What is the photoelectric effect?

Light with energy above a certain point can be used to knock electrons loose, freeing them from a solid metal surface, according to Scientific American. Each particle of light, called a photon, collides with an electron and uses some of its energy to dislodge the electron. The rest of the photon's energy transfers to the free negative charge, called a photoelectron.

Understanding how this works revolutionized modern physics. Applications of the photoelectric effect brought us "electric eye" door openers, light meters used in photography, solar panels and photostatic copying.


Before Einstein, the effect had been observed by scientists, but they were confused by the behavior because they didn't fully understand the nature of light. In the late 1800s, physicists James Clerk Maxwell in Scotland and Hendrik Lorentz in the Netherlands determined that light appears to behave as a wave. This was proven by seeing how light waves demonstrate interference, diffraction and scattering, which are common to all sorts of waves (including waves in water.)

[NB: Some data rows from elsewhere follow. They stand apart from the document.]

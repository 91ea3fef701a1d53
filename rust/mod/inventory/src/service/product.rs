use serde_json::Value;
use tracing::{debug, info};

use granthalaya_core::{merge_patch, new_id, now_rfc3339, ListParams, ListResult, ServiceError};
use granthalaya_kv::WriteBatch;

use crate::code::{ProductCode, ProductType, DEFAULT_SEQUENCE};
use crate::model::{NewProduct, Product, ProductFilter, Rack};

use super::{internal, invalid, keys, to_json, InventoryService, MAX_COMMIT_ATTEMPTS};

/// Fields a patch may repeat but never change. Rack membership goes
/// through `assign_to_rack`.
const READ_ONLY_FIELDS: [&str; 6] = ["id", "productCode", "type", "rackId", "createdAt", "createdBy"];

/// Barcodes are stored the way the scanner reports them: trimmed, upper-cased.
pub(crate) fn normalize_barcode(raw: &str) -> Option<String> {
    let barcode = raw.trim().to_uppercase();
    (!barcode.is_empty()).then_some(barcode)
}

/// Canonical form of a product code given by a caller.
pub(crate) fn canonical_code(raw: &str) -> Result<String, ServiceError> {
    ProductCode::parse(raw).map(|c| c.to_string()).map_err(invalid)
}

/// Decode a per-type sequence counter. Absent means nothing issued yet.
pub(crate) fn parse_counter(raw: Option<&[u8]>) -> Result<u64, ServiceError> {
    let Some(raw) = raw else {
        return Ok(0);
    };
    std::str::from_utf8(raw)
        .ok()
        .and_then(|s| s.trim().parse().ok())
        .ok_or_else(|| ServiceError::Internal("corrupt sequence counter".into()))
}

impl InventoryService {
    /// Create a product and assign its code.
    ///
    /// The sequence comes from the per-type counter unless the caller
    /// pins one. The product, its code index entry, the barcode index
    /// entry and the bumped counter land in one guarded commit, so two
    /// concurrent creates can never end up with the same code.
    pub fn create_product(&self, input: NewProduct, actor: Option<&str>) -> Result<Product, ServiceError> {
        let now = now_rfc3339();
        let mut product = Product {
            id: new_id(),
            product_code: None,
            product_type: input.product_type,
            name: input.name.trim().to_string(),
            price: input.price,
            stock_quantity: input.stock_quantity,
            category: input.category.trim().to_string(),
            barcode: input.barcode.as_deref().and_then(normalize_barcode),
            rack_id: None,
            created_at: now.clone(),
            updated_at: now,
            created_by: actor.map(str::to_string),
        };
        product.validate().map_err(ServiceError::Validation)?;
        ProductCode::new(product.product_type, &product.name, DEFAULT_SEQUENCE).map_err(invalid)?;

        let seq_key = keys::seq(product.product_type);
        for attempt in 1..=MAX_COMMIT_ATTEMPTS {
            if let Some(barcode) = &product.barcode {
                self.ensure_barcode_free(barcode)?;
            }

            let seq_raw = self.get_raw(&seq_key)?;
            let last = parse_counter(seq_raw.as_deref())?;
            let (code, sequence) = match input.sequence {
                Some(sequence) => {
                    let code = ProductCode::new(product.product_type, &product.name, sequence)
                        .map_err(invalid)?
                        .to_string();
                    if self.code_taken(&code)? {
                        return Err(ServiceError::Conflict(format!("product code {code} is taken")));
                    }
                    (code, sequence)
                }
                None => self.next_free_code(product.product_type, &product.name, last + 1)?,
            };

            product.product_code = Some(code.clone());
            let mut batch = WriteBatch::new();
            batch
                .expect_absent(keys::code(&code))
                .expect_value(&seq_key, seq_raw)
                .put(keys::product(&product.id), to_json(&product)?)
                .put(keys::code(&code), product.id.as_bytes())
                .put(&seq_key, last.max(sequence).to_string());
            if let Some(barcode) = &product.barcode {
                batch
                    .expect_absent(keys::barcode(barcode))
                    .put(keys::barcode(barcode), product.id.as_bytes());
            }

            if self.commit(&batch)? {
                info!(id = %product.id, %code, "product created");
                return Ok(product);
            }
            debug!(%code, attempt, "code allocation lost a race, retrying");
        }

        Err(ServiceError::Conflict(format!(
            "could not allocate a {} code after {MAX_COMMIT_ATTEMPTS} attempts",
            product.product_type
        )))
    }

    /// First code for `(product_type, name)` at or after `start` that no
    /// product holds yet.
    pub(crate) fn next_free_code(
        &self,
        product_type: ProductType,
        name: &str,
        start: u64,
    ) -> Result<(String, u64), ServiceError> {
        let mut sequence = start;
        loop {
            let code = ProductCode::new(product_type, name, sequence).map_err(invalid)?.to_string();
            if !self.code_taken(&code)? {
                return Ok((code, sequence));
            }
            debug!(%code, "code taken, probing next sequence");
            sequence = sequence
                .checked_add(1)
                .ok_or_else(|| ServiceError::Internal("sequence space exhausted".into()))?;
        }
    }

    fn ensure_barcode_free(&self, barcode: &str) -> Result<(), ServiceError> {
        match self.get_string(&keys::barcode(barcode))? {
            Some(owner) => Err(ServiceError::Conflict(format!(
                "barcode {barcode} already belongs to product {owner}"
            ))),
            None => Ok(()),
        }
    }

    pub fn get_product(&self, id: &str) -> Result<Product, ServiceError> {
        self.get_json(&keys::product(id))?
            .ok_or_else(|| ServiceError::NotFound(format!("product {id} not found")))
    }

    /// Look up a product by its code (case-insensitive).
    pub fn get_product_by_code(&self, code: &str) -> Result<Product, ServiceError> {
        let code = canonical_code(code)?;
        Ok(self.product_doc_by_code(&code)?.0)
    }

    /// Look up a product by its manufacturer barcode.
    pub fn find_product_by_barcode(&self, barcode: &str) -> Result<Product, ServiceError> {
        let barcode = normalize_barcode(barcode)
            .ok_or_else(|| ServiceError::Validation("barcode must not be blank".into()))?;
        let id = self
            .get_string(&keys::barcode(&barcode))?
            .ok_or_else(|| ServiceError::NotFound(format!("no product with barcode {barcode}")))?;
        self.get_product(&id)
    }

    /// Id of the product holding `code`, if any. `code` must be canonical.
    pub(crate) fn product_id_for_code(&self, code: &str) -> Result<Option<String>, ServiceError> {
        Ok(self
            .get_string(&keys::code(code))?
            .filter(|id| id.as_str() != keys::RETIRED_CODE))
    }

    /// True when `code` was ever issued, including to a deleted product.
    pub(crate) fn code_taken(&self, code: &str) -> Result<bool, ServiceError> {
        Ok(self.get_raw(&keys::code(code))?.is_some())
    }

    pub(crate) fn product_doc_by_code(&self, code: &str) -> Result<(Product, Vec<u8>), ServiceError> {
        let not_found = || ServiceError::NotFound(format!("product {code} not found"));
        let id = self.product_id_for_code(code)?.ok_or_else(not_found)?;
        self.get_doc(&keys::product(&id))?.ok_or_else(not_found)
    }

    /// List products oldest first. `q` matches name or code, case-insensitively.
    pub fn list_products(
        &self,
        filter: &ProductFilter,
        params: &ListParams,
    ) -> Result<ListResult<Product>, ServiceError> {
        let q = params
            .q
            .as_deref()
            .map(str::trim)
            .filter(|q| !q.is_empty())
            .map(str::to_lowercase);

        let mut items: Vec<Product> = self
            .scan_json::<Product>(keys::PRODUCT_PREFIX)?
            .into_iter()
            .filter(|p| filter.matches(p))
            .filter(|p| match &q {
                Some(q) => {
                    p.name.to_lowercase().contains(q)
                        || p.product_code.as_deref().is_some_and(|c| c.to_lowercase().contains(q))
                }
                None => true,
            })
            .collect();
        items.sort_by(|a, b| (&a.created_at, &a.id).cmp(&(&b.created_at, &b.id)));

        Ok(params.paginate(items))
    }

    /// Apply a JSON merge patch to a product's editable fields.
    ///
    /// A patch may repeat the current `productCode`, `id` or `type` but
    /// never change them.
    pub fn update_product(&self, code: &str, patch: &Value) -> Result<Product, ServiceError> {
        let Some(fields) = patch.as_object() else {
            return Err(ServiceError::Validation("patch must be a JSON object".into()));
        };
        let code = canonical_code(code)?;
        let (current, raw) = self.product_doc_by_code(&code)?;

        let mut doc = serde_json::to_value(&current).map_err(internal)?;
        let null = Value::Null;
        for field in READ_ONLY_FIELDS {
            if let Some(value) = fields.get(field) {
                if value != doc.get(field).unwrap_or(&null) {
                    return Err(ServiceError::Validation(format!("{field} cannot be changed")));
                }
            }
        }

        merge_patch(&mut doc, patch);
        let mut updated: Product =
            serde_json::from_value(doc).map_err(|e| ServiceError::Validation(e.to_string()))?;
        updated.name = updated.name.trim().to_string();
        updated.barcode = updated.barcode.as_deref().and_then(normalize_barcode);
        updated.updated_at = now_rfc3339();
        updated.validate().map_err(ServiceError::Validation)?;

        let mut batch = WriteBatch::new();
        batch
            .expect_value(keys::product(&current.id), Some(raw))
            .put(keys::product(&updated.id), to_json(&updated)?);
        if updated.barcode != current.barcode {
            if let Some(old) = &current.barcode {
                batch.delete(keys::barcode(old));
            }
            if let Some(new) = &updated.barcode {
                self.ensure_barcode_free(new)?;
                batch
                    .expect_absent(keys::barcode(new))
                    .put(keys::barcode(new), updated.id.as_bytes());
            }
        }

        if !self.commit(&batch)? {
            return Err(ServiceError::Conflict(format!(
                "product {code} was modified concurrently, retry the update"
            )));
        }
        info!(%code, "product updated");
        Ok(updated)
    }

    /// Delete a product, its barcode entry and its rack membership.
    ///
    /// The code index entry is replaced by a tombstone, so the code is
    /// never issued again.
    pub fn delete_product(&self, code: &str) -> Result<(), ServiceError> {
        let code = canonical_code(code)?;
        let (product, raw) = self.product_doc_by_code(&code)?;

        let mut batch = WriteBatch::new();
        batch
            .expect_value(keys::product(&product.id), Some(raw))
            .delete(keys::product(&product.id))
            .put(keys::code(&code), keys::RETIRED_CODE);
        if let Some(barcode) = &product.barcode {
            batch.delete(keys::barcode(barcode));
        }
        if let Some(rack_id) = &product.rack_id {
            if let Some((mut rack, rack_raw)) = self.get_doc::<Rack>(&keys::rack(rack_id))? {
                rack.product_codes.retain(|c| c != &code);
                rack.updated_at = now_rfc3339();
                batch
                    .expect_value(keys::rack(rack_id), Some(rack_raw))
                    .put(keys::rack(rack_id), to_json(&rack)?);
            }
        }

        if !self.commit(&batch)? {
            return Err(ServiceError::Conflict(format!(
                "product {code} was modified concurrently, retry the delete"
            )));
        }
        info!(%code, id = %product.id, "product deleted");
        Ok(())
    }
}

So Einstein's argument in 1905 that light can also behave as sets of particles was revolutionary because it did not fit with the classical theory of electromagnetic radiation. Other scientists had postulated the theory before him, but Einstein was the first to fully elaborate on why the phenomenon occurred – and the implications.

For example, Heinrich Hertz of Germany was the first person to see the photoelectric effect, in 1887. He discovered that if he shone ultraviolet light onto metal electrodes, he lowered the voltage needed to make a spark move behind the electrodes, according to English astronomer David Darling. 

Then in 1899, in England, J.J. Thompson demonstrated that ultraviolet light hitting a metal surface caused the ejection of electrons. A quantitative measure of the photoelectric effect came in 1902, with work by Philipp Lenard (a former assistant to Hertz.) It was clear that light had electrical properties, but what was going on was unclear.

According to Einstein, light is made up of little packets, at first called quanta and later photons. How quanta behave under the photoelectric effect can be understood through a thought experiment. Imagine a marble circling in a well, which would be like a bound electron to an atom. When a photon comes in, it hits the marble (or electron), giving it enough energy to escape from the well. This explains the behavior of light striking metal surfaces.

While Einstein, then a young patent clerk in Switzerland, explained the phenomenon in 1905, it took 16 more years for the Nobel Prize to be awarded for his work. This came after American physicist Robert Millikan not only verified the work, but also found a relation between one of Einstein's constants and Planck's constant. The latter constant describes how particles and waves behave in the atomic world. 

Further early theoretical studies on the photoelectric effect were performed by Arthur Compton in 1922 (who showed that X-rays also could be treated as photons and earned the Nobel Prize in 1927), as well as Ralph Howard Fowler in 1931 (who looked at the relationship between metal temperatures and photoelectric currents.)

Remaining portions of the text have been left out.